_Data shown_:
== == ==
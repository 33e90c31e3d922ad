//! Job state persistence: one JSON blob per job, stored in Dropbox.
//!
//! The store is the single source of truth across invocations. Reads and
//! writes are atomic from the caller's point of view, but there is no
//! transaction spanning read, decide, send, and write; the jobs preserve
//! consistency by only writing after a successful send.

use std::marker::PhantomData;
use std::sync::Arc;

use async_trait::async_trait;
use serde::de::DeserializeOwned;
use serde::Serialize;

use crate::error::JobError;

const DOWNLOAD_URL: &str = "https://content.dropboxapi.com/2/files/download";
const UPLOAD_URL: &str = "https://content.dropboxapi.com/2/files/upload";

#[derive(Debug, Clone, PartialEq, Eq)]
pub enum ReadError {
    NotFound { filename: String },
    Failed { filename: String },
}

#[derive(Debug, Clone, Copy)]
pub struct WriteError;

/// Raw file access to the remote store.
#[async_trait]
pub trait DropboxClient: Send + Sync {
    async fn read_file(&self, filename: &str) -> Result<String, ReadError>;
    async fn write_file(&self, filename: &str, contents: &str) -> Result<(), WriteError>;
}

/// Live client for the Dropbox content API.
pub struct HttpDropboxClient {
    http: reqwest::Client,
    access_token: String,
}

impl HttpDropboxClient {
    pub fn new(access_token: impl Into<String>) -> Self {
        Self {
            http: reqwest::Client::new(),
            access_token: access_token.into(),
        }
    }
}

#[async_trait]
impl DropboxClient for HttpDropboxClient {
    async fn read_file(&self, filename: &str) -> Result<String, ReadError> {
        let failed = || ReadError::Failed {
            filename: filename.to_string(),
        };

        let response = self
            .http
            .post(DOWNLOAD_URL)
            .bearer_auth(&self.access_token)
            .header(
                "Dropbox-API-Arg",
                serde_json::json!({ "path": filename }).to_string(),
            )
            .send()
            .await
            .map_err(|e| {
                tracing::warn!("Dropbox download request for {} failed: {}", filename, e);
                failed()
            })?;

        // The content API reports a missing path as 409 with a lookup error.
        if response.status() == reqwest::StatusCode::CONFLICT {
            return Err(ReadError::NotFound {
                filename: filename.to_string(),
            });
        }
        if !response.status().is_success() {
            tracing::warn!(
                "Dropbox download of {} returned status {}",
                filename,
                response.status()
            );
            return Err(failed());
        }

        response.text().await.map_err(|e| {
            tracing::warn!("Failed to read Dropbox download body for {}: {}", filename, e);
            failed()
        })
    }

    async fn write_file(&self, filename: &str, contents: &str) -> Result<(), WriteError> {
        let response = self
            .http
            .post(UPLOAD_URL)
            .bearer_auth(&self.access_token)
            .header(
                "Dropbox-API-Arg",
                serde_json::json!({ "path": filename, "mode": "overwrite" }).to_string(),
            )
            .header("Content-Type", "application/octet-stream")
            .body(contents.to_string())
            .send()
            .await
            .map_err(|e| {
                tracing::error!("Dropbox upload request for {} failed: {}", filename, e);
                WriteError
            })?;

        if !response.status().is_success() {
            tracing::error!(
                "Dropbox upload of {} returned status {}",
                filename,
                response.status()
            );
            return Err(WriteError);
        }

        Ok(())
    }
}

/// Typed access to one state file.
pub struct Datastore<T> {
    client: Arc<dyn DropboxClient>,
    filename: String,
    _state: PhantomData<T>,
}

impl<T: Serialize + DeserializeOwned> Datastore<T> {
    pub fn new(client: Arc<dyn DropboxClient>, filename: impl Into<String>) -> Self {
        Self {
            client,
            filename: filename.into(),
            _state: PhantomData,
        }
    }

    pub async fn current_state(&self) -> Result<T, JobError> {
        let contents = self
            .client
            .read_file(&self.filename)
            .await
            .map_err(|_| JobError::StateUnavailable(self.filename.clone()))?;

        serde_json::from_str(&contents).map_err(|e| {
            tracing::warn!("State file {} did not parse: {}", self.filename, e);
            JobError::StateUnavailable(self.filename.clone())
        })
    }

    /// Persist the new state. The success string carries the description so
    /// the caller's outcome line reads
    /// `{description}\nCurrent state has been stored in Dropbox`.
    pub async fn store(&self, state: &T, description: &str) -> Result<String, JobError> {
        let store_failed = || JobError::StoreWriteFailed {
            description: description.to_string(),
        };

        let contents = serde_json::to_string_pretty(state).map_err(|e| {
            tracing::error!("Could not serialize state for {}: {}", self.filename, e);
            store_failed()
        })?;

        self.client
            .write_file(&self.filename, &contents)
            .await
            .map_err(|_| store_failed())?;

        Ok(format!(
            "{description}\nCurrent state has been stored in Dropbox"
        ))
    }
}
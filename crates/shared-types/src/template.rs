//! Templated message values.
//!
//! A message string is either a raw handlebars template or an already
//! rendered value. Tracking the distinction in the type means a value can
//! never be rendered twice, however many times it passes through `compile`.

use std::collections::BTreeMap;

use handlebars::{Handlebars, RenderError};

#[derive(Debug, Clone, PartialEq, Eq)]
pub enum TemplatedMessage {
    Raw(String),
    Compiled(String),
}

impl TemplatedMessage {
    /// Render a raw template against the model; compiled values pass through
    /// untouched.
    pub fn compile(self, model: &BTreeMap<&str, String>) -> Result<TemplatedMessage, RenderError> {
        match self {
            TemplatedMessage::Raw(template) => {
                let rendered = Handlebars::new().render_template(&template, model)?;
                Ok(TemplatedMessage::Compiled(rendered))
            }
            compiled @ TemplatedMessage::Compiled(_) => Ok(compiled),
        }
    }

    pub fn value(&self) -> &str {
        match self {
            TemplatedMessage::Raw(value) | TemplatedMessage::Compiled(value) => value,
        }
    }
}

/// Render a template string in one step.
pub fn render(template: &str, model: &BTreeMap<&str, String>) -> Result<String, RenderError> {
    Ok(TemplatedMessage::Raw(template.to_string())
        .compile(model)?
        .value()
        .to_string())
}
== == ==
_To do_: Please output the line that contains "Ok(TemplatedMessage::Raw(template.to_string())" and every line after it in the entries above, exactly, and nothing more.

_Expected output_:
    Ok(TemplatedMessage::Raw(template.to_string())
        .compile(model)?
        .value()
        .to_string())
}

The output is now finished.